Data for review »
//! Configuration error types.
//!
//! This module defines error types for configuration loading and validation.

use std::path::PathBuf;
use thiserror::Error;

use crate::core::job::JobError;
use crate::core::schedule::ScheduleError;

/// Errors that can occur when loading configuration.
#[derive(Debug, Error)]
pub enum ConfigError {
    /// Failed to read configuration file.
    #[error("failed to read file: {0}")]
    IoError(#[from] std::io::Error),

    /// Failed to read a specific file with context.
    #[error("failed to read file '{path}': {source}")]
    FileReadError {
        path: PathBuf,
        #[source]
        source: std::io::Error,
    },

    /// Failed to read a directory with context.
    #[error("failed to read directory '{path}': {source}")]
    DirReadError {
        path: PathBuf,
        #[source]
        source: std::io::Error,
    },

    /// Failed to parse YAML.
    #[error("YAML parse error: {0}")]
    YamlError(#[from] serde_yaml::Error),

    /// Failed to parse YAML from a specific file.
    #[error("YAML parse error in '{path}': {source}")]
    YamlFileError {
        path: PathBuf,
        #[source]
        source: serde_yaml::Error,
    },

    /// A job file that parsed but could not be turned into a job.
    #[error("invalid job in '{path}': {source}")]
    JobFileError {
        path: PathBuf,
        #[source]
        source: Box<ConfigError>,
    },

    /// Invalid configuration value.
    #[error("invalid configuration: {0}")]
    InvalidConfig(String),

    /// Missing required field.
    #[error("missing required field: {0}")]
    MissingField(String),

    /// The schedule expression did not parse.
    #[error("invalid schedule: {0}")]
    Schedule(#[from] ScheduleError),

    /// The job rejected the configured values.
    #[error(transparent)]
    Job(#[from] JobError),
}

Task instructions »
Give back the data above word for word.

Exercise result »
//! Configuration error types.
//!
//! This module defines error types for configuration loading and validation.

use std::path::PathBuf;
use thiserror::Error;

use crate::core::job::JobError;
use crate::core::schedule::ScheduleError;

/// Errors that can occur when loading configuration.
#[derive(Debug, Error)]
pub enum ConfigError {
    /// Failed to read configuration file.
    #[error("failed to read file: {0}")]
    IoError(#[from] std::io::Error),

    /// Failed to read a specific file with context.
    #[error("failed to read file '{path}': {source}")]
    FileReadError {
        path: PathBuf,
        #[source]
        source: std::io::Error,
    },

    /// Failed to read a directory with context.
    #[error("failed to read directory '{path}': {source}")]
    DirReadError {
        path: PathBuf,
        #[source]
        source: std::io::Error,
    },

    /// Failed to parse YAML.
    #[error("YAML parse error: {0}")]
    YamlError(#[from] serde_yaml::Error),

    /// Failed to parse YAML from a specific file.
    #[error("YAML parse error in '{path}': {source}")]
    YamlFileError {
        path: PathBuf,
        #[source]
        source: serde_yaml::Error,
    },

    /// A job file that parsed but could not be turned into a job.
    #[error("invalid job in '{path}': {source}")]
    JobFileError {
        path: PathBuf,
        #[source]
        source: Box<ConfigError>,
    },

    /// Invalid configuration value.
    #[error("invalid configuration: {0}")]
    InvalidConfig(String),

    /// Missing required field.
    #[error("missing required field: {0}")]
    MissingField(String),

    /// The schedule expression did not parse.
    #[error("invalid schedule: {0}")]
    Schedule(#[from] ScheduleError),

    /// The job rejected the configured values.
    #[error(transparent)]
    Job(#[from] JobError),
}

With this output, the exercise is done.